General Arthur, while Republican party leader in New York, invited
me to a dinner given him by a friend who had just returned from
a hunting trip with a large collection of fine game. With the
exception of myself, all the guests were active leaders in the
State machine.

During the dinner the general said to me: "While we draft you
every fall to help in our canvass, after we have nominated our
ticket we miss you in our councils and we need you."

"Well, " I replied, "I do not know what the matter is, nor why
Senator Conkling should have a continuing hostility, which I only
feel when the time comes around to elect delegates to the State

The general continued: "We are unable to find out either. However,
it is absurd, and we are going to see that you are a delegate
to the national convention, and we want you to be at the State
convention at Utica."

I went to Albany, knowing that there would be a conference at the
Executive Mansion, with General Arthur, Governor Cornell, and
Senator Conkling, to lay out a programme for the convention. I met
the then secretary of the State committee, Mr. Johnson, and told
him about my conversation with General Arthur. He said he was
going to attend the conference and would report to me.

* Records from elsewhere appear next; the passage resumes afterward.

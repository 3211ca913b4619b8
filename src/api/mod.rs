//! Lambda handler and request processing

pub mod event;
pub mod handler;
pub mod helpers;

// Re-export the main handler for convenience
pub use handler::handler;
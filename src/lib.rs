/// Pokédex bot - a Telegram chatbot that answers questions about Pokémon
/// with generated Pokédex entries.
///
/// This crate implements a single-Lambda architecture with two routes:
/// 1. A webhook route that receives Telegram updates, replies through the
///    Bot API, and always acknowledges the delivery
/// 2. A public route that returns the generated entry directly as JSON
///
/// # Architecture
///
/// The system uses:
/// - AWS Lambda for serverless execution
/// - AWS Secrets Manager for the bot token, fetched once per process
/// - PokeAPI for species data
/// - AWS Bedrock for entry generation
/// - Tokio for async runtime
///
/// # Example
///
/// ```no_run
/// use pokedex::PokedexBot;
/// use pokedex::core::config::AppConfig;
///
/// #[tokio::main]
/// async fn main() {
///     // Set up structured logging
///     pokedex::setup_logging();
///
///     // Create a dummy AppConfig for the example
///     let config = AppConfig {
///         telegram_secret_arn: Some(
///             "arn:aws:secretsmanager:us-east-1:123456789012:secret:bot-token".to_string(),
///         ),
///         bedrock_model_id: None,
///     };
///
///     // Initialize the bot and answer one public lookup
///     let bot = PokedexBot::new(&config).await;
///     let payload = serde_json::json!({
///         "requestContext": { "http": { "path": "/pokemon" } },
///         "body": "{\"pokemon_name\": \"pikachu\"}",
///     });
///     let response = pokedex::api::handler::dispatch(&bot, &payload).await;
///     println!("{}", response);
/// }
/// ```
// Module declarations
pub mod ai;
pub mod api;
pub mod bot;
pub mod core;
pub mod errors;
pub mod pokeapi;
pub mod telegram;

pub use bot::PokedexBot;
pub use errors::BotError;

/// Configure structured logging with JSON format for AWS Lambda environments.
///
/// This function sets up tracing-subscriber with a JSON formatter suitable for
/// `CloudWatch` Logs integration. It should be called once at the start of the
/// Lambda process.
///
/// # Example
///
/// ```
/// // Initialize structured logging at the start of your Lambda handler
/// pokedex::setup_logging();
/// ```
pub fn setup_logging() {
    use tracing_subscriber::prelude::*;
    let fmt_layer = tracing_subscriber::fmt::layer().json().with_target(true);

    tracing_subscriber::registry().with(fmt_layer).init();
}
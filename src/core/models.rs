use serde_json::Value;

/// Normalized species data extracted from one PokeAPI lookup.
#[derive(Debug, Clone)]
pub struct SpeciesRecord {
    pub name: String,
    pub types: Vec<String>,
    pub abilities: Vec<String>,
    pub image_url: Option<String>,
}

impl SpeciesRecord {
    /// Extract a record from a raw PokeAPI `pokemon` payload.
    ///
    /// Every field is optional on the wire as far as this crate is
    /// concerned: a missing name, type list, ability list or sprite
    /// defaults instead of failing the lookup.
    #[must_use]
    pub fn from_api_payload(payload: &Value) -> Self {
        let name = payload
            .get("name")
            .and_then(Value::as_str)
            .unwrap_or_default()
            .to_string();

        let image_url = payload
            .get("sprites")
            .and_then(|sprites| sprites.get("front_default"))
            .and_then(Value::as_str)
            .map(ToString::to_string);

        Self {
            name,
            types: nested_names(payload, "types", "type"),
            abilities: nested_names(payload, "abilities", "ability"),
            image_url,
        }
    }
}

/// Collect the `field[].inner.name` labels PokeAPI nests its enumerations
/// under, tolerating a missing or oddly shaped level anywhere.
fn nested_names(payload: &Value, field: &str, inner: &str) -> Vec<String> {
    payload
        .get(field)
        .and_then(Value::as_array)
        .map(|entries| {
            entries
                .iter()
                .filter_map(|entry| entry.get(inner)?.get("name")?.as_str())
                .map(ToString::to_string)
                .collect()
        })
        .unwrap_or_default()
}
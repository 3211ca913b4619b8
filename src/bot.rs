use crate::ai::{BedrockSummarizer, DEFAULT_MODEL_ID, Summarizer};
use crate::core::config::AppConfig;
use crate::pokeapi::{PokeApiClient, SpeciesLookup};
use crate::telegram::{Messenger, SecretsManagerStore, TelegramClient, TokenProvider};

/// The bot's outbound collaborators, built once per process and shared
/// across warm invocations.
pub struct PokedexBot {
    species: Box<dyn SpeciesLookup>,
    summarizer: Box<dyn Summarizer>,
    messenger: Box<dyn Messenger>,
}

impl PokedexBot {
    /// Construct the production collaborators.
    ///
    /// The shared AWS config is loaded once here and feeds both the Bedrock
    /// and Secrets Manager clients.
    pub async fn new(config: &AppConfig) -> Self {
        let shared = aws_config::from_env().load().await;

        let model_id = config
            .bedrock_model_id
            .clone()
            .unwrap_or_else(|| DEFAULT_MODEL_ID.to_string());
        let summarizer =
            BedrockSummarizer::new(aws_sdk_bedrockruntime::Client::new(&shared), model_id);

        let store = SecretsManagerStore::new(
            aws_sdk_secretsmanager::Client::new(&shared),
            config.telegram_secret_arn.clone(),
        );
        let messenger = TelegramClient::new(TokenProvider::new(Box::new(store)));

        Self {
            species: Box::new(PokeApiClient::new()),
            summarizer: Box::new(summarizer),
            messenger: Box::new(messenger),
        }
    }

    /// Assemble a bot from explicit collaborators; tests use this to swap
    /// in fakes at the trait seams.
    #[must_use]
    pub fn from_parts(
        species: Box<dyn SpeciesLookup>,
        summarizer: Box<dyn Summarizer>,
        messenger: Box<dyn Messenger>,
    ) -> Self {
        Self {
            species,
            summarizer,
            messenger,
        }
    }

    /// Get a reference to the species lookup client
    #[must_use]
    pub fn species(&self) -> &dyn SpeciesLookup {
        self.species.as_ref()
    }

    /// Get a reference to the entry generator
    #[must_use]
    pub fn summarizer(&self) -> &dyn Summarizer {
        self.summarizer.as_ref()
    }

    /// Get a reference to the Telegram messenger
    #[must_use]
    pub fn messenger(&self) -> &dyn Messenger {
        self.messenger.as_ref()
    }
}
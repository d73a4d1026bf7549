use serde::{Deserialize, Serialize};

use super::{criteria, clamp_unit, CriterionScore};
use crate::config::{CriterionWeights, MatchingConfig};
use crate::matching::domain::{PatientProfile, TreatmentProtocol};

/// Per-criterion sub-scores and the terms that produce the final weighted total.
///
/// `total_weighted_score == clamp(weighted_sum - contraindication_penalty + evidence_bonus, 0, 1)`.
#[derive(Debug, Clone, PartialEq, Serialize, Deserialize)]
pub struct MatchScoreBreakdown {
    pub performance_status: CriterionScore,
    pub biomarkers: CriterionScore,
    pub stage: CriterionScore,
    pub organ_function: CriterionScore,
    pub treatment_history: CriterionScore,
    pub age: CriterionScore,
    pub weights: CriterionWeights,
    pub contraindication_penalty: f64,
    pub evidence_bonus: f64,
    pub total_weighted_score: f64,
}

impl MatchScoreBreakdown {
    pub fn components(&self) -> [&CriterionScore; 6] {
        [
            &self.performance_status,
            &self.biomarkers,
            &self.stage,
            &self.organ_function,
            &self.treatment_history,
            &self.age,
        ]
    }

    /// `Σ score_i * weight_i`, always summed in declaration order.
    pub fn weighted_sum(&self) -> f64 {
        self.components()
            .iter()
            .zip(self.weights.entries())
            .map(|(component, (_, weight))| component.score * weight)
            .sum()
    }

    /// Rebuilds the total from its parts.
    pub fn recompute_total(&self) -> f64 {
        combine(
            self.weighted_sum(),
            self.contraindication_penalty,
            self.evidence_bonus,
        )
    }

    pub fn strongest(&self) -> &CriterionScore {
        self.components()
            .into_iter()
            .max_by(|left, right| left.score.total_cmp(&right.score))
            .unwrap_or(&self.performance_status)
    }

    pub fn weakest(&self) -> &CriterionScore {
        self.components()
            .into_iter()
            .min_by(|left, right| left.score.total_cmp(&right.score))
            .unwrap_or(&self.performance_status)
    }
}

fn combine(weighted_sum: f64, penalty: f64, bonus: f64) -> f64 {
    clamp_unit(weighted_sum - penalty + bonus)
}

/// Runs every criterion scorer and folds the results with the given weights.
pub fn score_breakdown(
    patient: &PatientProfile,
    protocol: &TreatmentProtocol,
    config: &MatchingConfig,
    weights: &CriterionWeights,
    contraindication_count: usize,
) -> MatchScoreBreakdown {
    let mut breakdown = MatchScoreBreakdown {
        performance_status: criteria::performance_status(patient, protocol),
        biomarkers: criteria::biomarkers(patient, protocol),
        stage: criteria::stage(patient, protocol),
        organ_function: criteria::organ_function(patient, protocol),
        treatment_history: criteria::treatment_history(patient, protocol),
        age: criteria::age(patient, protocol),
        weights: *weights,
        contraindication_penalty: criteria::contraindication_penalty(
            contraindication_count,
            &config.contraindication_penalty,
        ),
        evidence_bonus: config.evidence_bonus.bonus_for(protocol.evidence_level),
        total_weighted_score: 0.0,
    };
    breakdown.total_weighted_score = breakdown.recompute_total();
    breakdown
}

When Mr. Johnson returned he told me that General Arthur,
Governor Cornell, and others had strongly urged my being a delegate,
and that Senator Conkling became very indignant and said that he
did not want me back in the organization, and that it was a matter
of indifference on what side I was. It is needless to say that
I did not attend the convention at Utica.

Mr. Johnson also told me that among other things decided upon was
that if General Grant should be nominated for a third term, the
old machine under Senator Conkling would be made stronger than
ever; that the men who had come to the front during President Hayes's
administration as members of the State Senate and assembly and
of Congress would be retired, and that another State paper would
be established which would wipe out the Albany Evening Journal,
because it had sustained President Hayes and his policies.

While the convention was in session at Utica I had an interview with
Mr. George Dawson, who was editor of the Albany Evening Journal
and he became convinced that he had nothing to lose by entering
at once into an open antagonism, if there was any way by which it
could be made effective.

I said to Mr. Dawson: "The only salvation for those who have been
benefited during the era of liberty occasioned by President Hayes's
civil-service policies is to prevent the national convention
adopting the unit rule."

The unit rule is that if the majority of the delegates from any
State make a decision, the chairman of the delegation shall cast
the entire vote of the delegation from the State for the result
arrived at by the majority, whether it be a candidate or a policy.
Under the unit rule I have seen a bare majority of one vote for
a candidate, and then the chairman of the delegation cast the entire
vote for the candidate, though the minority were very hostile to him.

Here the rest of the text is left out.